ボッティチェッリの裏庭


働く人はみなアーティストなんです
『ボッティチェッリの裏庭』刊行記念インタビュー

日経小説大賞を受賞したデビュー作『野いばら』から8年。約2年に一冊と寡作ながら、常に端正で緻密な物語世界を創ってきた作家・梶村啓二さん。4作目となる新刊『ボッティチェッリの裏庭』刊行を記念して、創作の裏側をうかがいました。(聞き手=瀧井朝世)

ボッティチェッリも労働者だった

──日本人のタカオが謎の男から、死んだ親友、フランツが所持していた絵画を見つけ出すよう脅される。その物語と同時進行で、ボッティチェッリと親交があった一人の女性の手紙が挿入されていきます。梶村さんの新作『ボッティチェッリの裏庭』は、ルネサンス期のフィレンツェの巨匠、ボッティチェッリの幻の絵画をめぐる物語。この物語の着想を得たきっかけを教えてください。

梶村 30歳前後だったか、フィレンツェに行った時、ウフィツィ美術館に行って、ボッティチェッリの「プリマヴェーラ」の前で凍りつく30分間というのを体験しまして(笑)。それが出発点だと言えますね。

──圧倒されたということですか。

梶村 はい。もちろん画集で「プリマヴェーラ」を見たことはありましたが、実物に生身で接する体験は別物。限りなく華やかで美しい、なのに果てしなく悲しいという矛盾に満ちた体験でした。それまでボッティチェッリのことが特別気になっていたわけではなかったのですが、それ以来、彼があれだけ華やかで美しい絵を描いておきながら、晩年の10年くらいは別人のような暗い作品を描いていること、その落差が大きな謎に感じられるようになったんです。当然気になっていろいろ調べたのですが、本人が残した言葉もなく、歴史的な資料も断片的な傍証しかない。これまで誰もその落差を合理的に説明した人がいないんです。それがずっとひっかかっていました。

 その後、パオロ・ヴェロネーゼというヴェネチア派の画家の異端審問のことを知りました。彼はボッティチェッリが亡くなって20年ほどあとに生まれた人ですが、「最後の晩餐」の絵に当時の庶民の姿も描きこみ、それが不敬だということで異端審問にかけられた。その審問の冒頭のやりとりで、「職業は?」と訊かれて彼は「ラヴォラトーレ(労働者)です!」と元気よく答えたというんです。あれだけゴージャスなアートを残している画家が自分を「労働者だ」と言ったと知り、長年の謎が解けたと思いました。
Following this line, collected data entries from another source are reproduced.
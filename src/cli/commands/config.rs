//! Plan configuration commands.

use colored::Colorize;

use super::Context;
use crate::cli::args::{ConfigCommands, OutputFormat};
use crate::error::JornadaError;
use crate::focus::{parse_minutes, Persistence, PlanConfig};
use crate::output::format_config;

/// Execute config subcommands.
///
/// # Errors
///
/// Returns an error if a value does not parse, the resulting configuration
/// is invalid, or the engine cannot be opened.
pub fn config(ctx: &Context, cmd: ConfigCommands) -> Result<String, JornadaError> {
    let mut engine = ctx.open_engine()?;

    match cmd {
        ConfigCommands::Show => format_config(engine.config(), ctx.format),

        ConfigCommands::Set {
            total,
            focus,
            short,
            long,
            interval,
        } => {
            let mut config = *engine.config();
            apply_minutes(&mut config.total_duration_minutes, total.as_deref(), "total")?;
            apply_minutes(&mut config.focus_minutes, focus.as_deref(), "focus")?;
            apply_minutes(&mut config.short_break_minutes, short.as_deref(), "short")?;
            apply_minutes(&mut config.long_break_minutes, long.as_deref(), "long")?;
            if let Some(interval) = interval {
                config.long_break_interval = interval;
            }

            let persistence = engine.update_configuration(config)?;
            updated(engine.config(), &persistence, "Configuration updated", ctx.format)
        }

        ConfigCommands::Reset => {
            let defaults = ctx.settings.plan.to_config()?;
            let persistence = engine.update_configuration(defaults)?;
            updated(engine.config(), &persistence, "Configuration reset", ctx.format)
        }
    }
}

fn apply_minutes(field: &mut u32, value: Option<&str>, flag: &str) -> Result<(), JornadaError> {
    if let Some(value) = value {
        *field = parse_minutes(value).ok_or_else(|| {
            JornadaError::Parse(format!(
                "--{flag}: invalid duration '{value}'. Use minutes (25) or units (1h30m)"
            ))
        })?;
    }
    Ok(())
}

fn updated(
    config: &PlanConfig,
    persistence: &Persistence,
    message: &str,
    format: OutputFormat,
) -> Result<String, JornadaError> {
    let shown = format_config(config, format)?;
    match (format, persistence) {
        (OutputFormat::Json, _) => Ok(shown),
        (OutputFormat::Pretty, Persistence::Durable) => {
            Ok(format!("{}\n\n{shown}", message.green()))
        }
        (OutputFormat::Pretty, Persistence::Degraded { reason }) => Ok(format!(
            "{}\n\n{shown}\n{} {reason}",
            message.green(),
            "warning:".yellow().bold()
        )),
    }
}

#[cfg(test)]
mod tests {
    use super::*;

    #[test]
    fn test_apply_minutes_parses_units() {
        let mut field = 25;
        apply_minutes(&mut field, Some("1h30m"), "total").unwrap();
        assert_eq!(field, 90);
    }

    #[test]
    fn test_apply_minutes_none_keeps_value() {
        let mut field = 25;
        apply_minutes(&mut field, None, "focus").unwrap();
        assert_eq!(field, 25);
    }

    #[test]
    fn test_apply_minutes_rejects_garbage() {
        let mut field = 25;
        let err = apply_minutes(&mut field, Some("soon"), "focus").unwrap_err();
        assert!(matches!(err, JornadaError::Parse(_)));
        assert!(err.to_string().contains("--focus"));
        assert_eq!(field, 25);
    }
}
//! JSON output formatting for jornada.

use serde::Serialize;
use serde_json::json;

use crate::error::JornadaError;
use crate::focus::{PlanConfig, PlanSummary, Session};
use crate::tasks::{title_for, WorkItem};

/// Format a plan preview as JSON
///
/// # Errors
///
/// Returns `JornadaError::Json` if JSON serialization fails.
pub fn format_plan_json(
    sessions: &[Session],
    summary: &PlanSummary,
    config: &PlanConfig,
) -> Result<String, JornadaError> {
    let output = json!({
        "config": config,
        "summary": summary,
        "sessions": sessions,
    });
    Ok(serde_json::to_string_pretty(&output)?)
}

/// Format work items as JSON
///
/// # Errors
///
/// Returns `JornadaError::Json` if JSON serialization fails.
pub fn format_work_items_json(items: &[WorkItem], list_name: &str) -> Result<String, JornadaError> {
    let output = json!({
        "list": list_name,
        "count": items.len(),
        "items": items,
    });
    Ok(serde_json::to_string_pretty(&output)?)
}

/// Format the queue as JSON, with titles resolved where known
///
/// # Errors
///
/// Returns `JornadaError::Json` if JSON serialization fails.
pub fn format_queue_json(ids: &[String], items: &[WorkItem]) -> Result<String, JornadaError> {
    let queued: Vec<_> = ids
        .iter()
        .map(|id| json!({ "id": id, "title": title_for(items, id) }))
        .collect();
    let output = json!({
        "count": ids.len(),
        "items": queued,
    });
    Ok(serde_json::to_string_pretty(&output)?)
}

/// Generic JSON formatter for any serializable type
///
/// # Errors
///
/// Returns `JornadaError::Json` if JSON serialization fails.
pub fn to_json<T: Serialize>(value: &T) -> Result<String, JornadaError> {
    Ok(serde_json::to_string_pretty(value)?)
}
//! Timer control commands.
//!
//! The countdown only moves while `jornada run` is open; these commands change
//! the saved state and report where the timer stands.

use colored::Colorize;

use super::{render_status, Context, Engine};
use crate::cli::args::OutputFormat;
use crate::error::JornadaError;
use crate::focus::format_seconds_as_timer;

/// Execute start command
///
/// # Errors
///
/// Returns an error if a jornada is already running or the plan is empty.
pub fn start(ctx: &Context) -> Result<String, JornadaError> {
    control(ctx, |engine| engine.start().map(|_| ()), |engine| {
        let count = engine.sessions().len();
        format!("Started a jornada of {count} sessions")
    })
}

/// Execute pause command
///
/// # Errors
///
/// Returns an error unless a jornada is running.
pub fn pause(ctx: &Context) -> Result<String, JornadaError> {
    control(ctx, |engine| engine.pause().map(|_| ()), |_| "Paused".to_string())
}

/// Execute resume command
///
/// # Errors
///
/// Returns an error unless a jornada is running.
pub fn resume(ctx: &Context) -> Result<String, JornadaError> {
    control(ctx, |engine| engine.resume().map(|_| ()), |_| "Resumed".to_string())
}

/// Execute skip command
///
/// # Errors
///
/// Returns an error unless a jornada is running.
pub fn skip(ctx: &Context) -> Result<String, JornadaError> {
    control(ctx, |engine| engine.skip_forward().map(|_| ()), moved_to)
}

/// Execute back command
///
/// # Errors
///
/// Returns an error unless a jornada is running.
pub fn back(ctx: &Context) -> Result<String, JornadaError> {
    control(ctx, |engine| engine.skip_back().map(|_| ()), moved_to)
}

/// Execute stop command
///
/// # Errors
///
/// Returns an error if the engine cannot be opened.
pub fn stop(ctx: &Context) -> Result<String, JornadaError> {
    control(
        ctx,
        |engine| {
            engine.stop();
            Ok(())
        },
        |_| "Stopped. Back to setup".to_string(),
    )
}

/// Execute status command
///
/// # Errors
///
/// Returns an error if the engine cannot be opened.
pub fn status(ctx: &Context) -> Result<String, JornadaError> {
    let engine = ctx.open_engine()?;
    render_status(&engine, &ctx.known_items(), ctx.format)
}

/// Open the engine, apply one action and report the resulting status.
fn control<A, M>(ctx: &Context, action: A, message: M) -> Result<String, JornadaError>
where
    A: FnOnce(&mut Engine) -> Result<(), JornadaError>,
    M: FnOnce(&Engine) -> String,
{
    let mut engine = ctx.open_engine()?;
    action(&mut engine)?;

    let status = render_status(&engine, &ctx.known_items(), ctx.format)?;
    match ctx.format {
        OutputFormat::Json => Ok(status),
        OutputFormat::Pretty => {
            // The status block already carries the degraded warning.
            let headline = message(&engine);
            if engine.persistence().is_durable() {
                Ok(format!("{}\n\n{status}", headline.green()))
            } else {
                Ok(format!("{}\n\n{status}", headline.yellow()))
            }
        }
    }
}

fn moved_to(engine: &Engine) -> String {
    engine.current_session().map_or_else(
        || "Jornada complete".to_string(),
        |session| {
            format!(
                "Now on {} ({})",
                session.label,
                format_seconds_as_timer(engine.remaining_seconds())
            )
        },
    )
}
美術史上の巨匠というと華やかなセレブリティをついイメージしてしまいますが、当時の画家たちは権力者の発注に応じて美という商品を差し出す労働者だったんですね。メディチ家という権力の中枢の側近だったボッティチェッリも労働者だった──そう考えると彼の作風が変わったのも、おそらく発注者の変化があったのだろうと分かります。特に彼が生きた時代は変化が激しく、権力者がころころと変わっていましたから。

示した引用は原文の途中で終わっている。